In fact my decisions have been heavily conditioned on some of the great work of other students, particularly Chris, Melvin, & Ryan. I’ve also found Andrej Karpathy’s posts and code very helpful. My LSTM and knowledge of Blocks/Fuel is based mostly on Mohammed’s very clear code.

In point form, this is what I’ve done so far:

  1. Data exploration: Used scipy.io.wavfile to read the wave file and matplotlib do some visualizations
  2. Data preprocessing: Used numpy and raw python/Theano to split the data into train, test, and validation sets at an 80:10:10 split (about 140mil:17mil:17mil frames), and subtracted the mean and normalized to [-1,1] *
  3. Example creation: Cut up the data into examples as follows (I was going to use to Bart’s transformer, but it doesn’t let you create overlapping examples.)**
    1. Examples with
      • window_shift of 1000 frames (i.e. about 140 000 training, 17 000 each test and validation examples)
      • x_length of 8000 frames (i.e. a half a second of data per timestep)
      • seq_length 25 (i.e. a sequence of 25 steps, 200 000 frames, 12 seconds)
    2. Mini-batches of 100 examples
    3. Truncated BPTT of 100 timesteps
  4. Set up an LSTM (using Tanh) using Blocks
  5. Attempted to train using squared-error loss

*I asked a question about this on the course website and made a blog post about it – how are people doing their mean subtraction and normalization? Before, or after the test/train/validation split? Is there a better way? Does it matter?

**I started making my own version of a Fuel transformer, but realized I don’t know anything about how it iterates and that it may not be trivial to start the next example at an index other than the end of your current example. I made my own data slicer instead, similar to Chris, and fed the examples to Fuel after.

 

 

Sidenote – test/val preprocessing

I asked a question about this on the course website – how are people doing their mean subtraction and normalization? Before, or after the test/train/validation split?

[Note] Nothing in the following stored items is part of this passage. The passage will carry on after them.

// src/main.rs

mod cli;
mod graph;
mod model;
mod parser;
mod report;
mod tally;

use anyhow::Context;
use clap::Parser;
use cli::Args;
use std::time::Instant;
use tracing::info;
use tracing_subscriber::EnvFilter;

fn main() {
    let args = Args::parse();

    tracing_subscriber::fmt()
        .with_env_filter(
            EnvFilter::try_from_default_env().unwrap_or_else(|_| EnvFilter::new("info")),
        )
        .init();

    if let Err(e) = run(&args) {
        eprintln!("Error analyzing comments export: {:#}", e);
        std::process::exit(1);
    }
}

fn run(args: &Args) -> anyhow::Result<()> {
    let start_time = Instant::now();

    let text = std::fs::read_to_string(&args.input)
        .with_context(|| format!("failed to read {}", args.input.display()))?;

    let parsed = parser::parse_comments(&text, args.strategy);
    info!(
        commenters = parsed.tags_by_commenter.len(),
        tagged_users = parsed.all_djs.len(),
        skipped_blocks = parsed.skipped_blocks,
        "parse complete"
    );

    let raw_counts = tally::raw_mention_counts(&text);
    let unique_counts = tally::unique_voter_counts(&parsed.tags_by_commenter);
    let tag_graph = graph::build_graph(&parsed.tags_by_commenter);
    let dj_stats = graph::compute_dj_stats(&parsed.tags_by_commenter);

    println!(
        "Analysis finished in {:.2?}. Found {} commenters tagging {} users ({} nodes, {} edges).",
        start_time.elapsed(),
        parsed.tags_by_commenter.len(),
        parsed.all_djs.len(),
        tag_graph.node_count(),
        tag_graph.edge_count(),
    );

    report::print_leaderboards(&raw_counts, &unique_counts, args.top);
    report::print_artist_summary(&args.artists, &raw_counts, &dj_stats);

    Ok(())
}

Currently, I split first, then calculate the mean for the training data, and subtract the meaning of the training data from the train, test, and validation. I think this is the easiest and most statistically-okay way to do this. If you use the mean of the whole dataset, you’re introducing information from the test/validation into training.

To normalize, I calculate the min and max for each of the training, test, and validation sets. The training data is rescaled based on the training min and max. For the test and val sets, I use the smallest min and largest max between the each set and training (separately for test and val of course).

Otherwise, if the test/val data happened to have values higher than the training data I would clip them out, or I would be not taking into account information from the training. I can imagine cases where you wouldn’t want to do this (e.g. where you think your test/val have some kind of bias), but I think it’s safe to assume in this case that the training and test and val all come from the same distribution since they’re from the same file.

I wonder if there isn’t a better way to do this preprocessing though, particularly for the test and validation sets. Maybe something as simple as subtracting the mean(mean_of_train, mean_of_test), if you thought your test data were biased?  But it seems in general like there should be something more intelligent to do.

Spiritual ascension “music”: data exploration

Audio generation time! This is the audio our generative models will learn from:

I’ve put music in quotes in the title, because I remember my elementary school music teacher telling us that there are two basic components of music; rhythm and melody, and that really melody is optional – all you need to make a song is a beat.  The spiritual ascension track that we’re using for this project is somewhat lacking in that department.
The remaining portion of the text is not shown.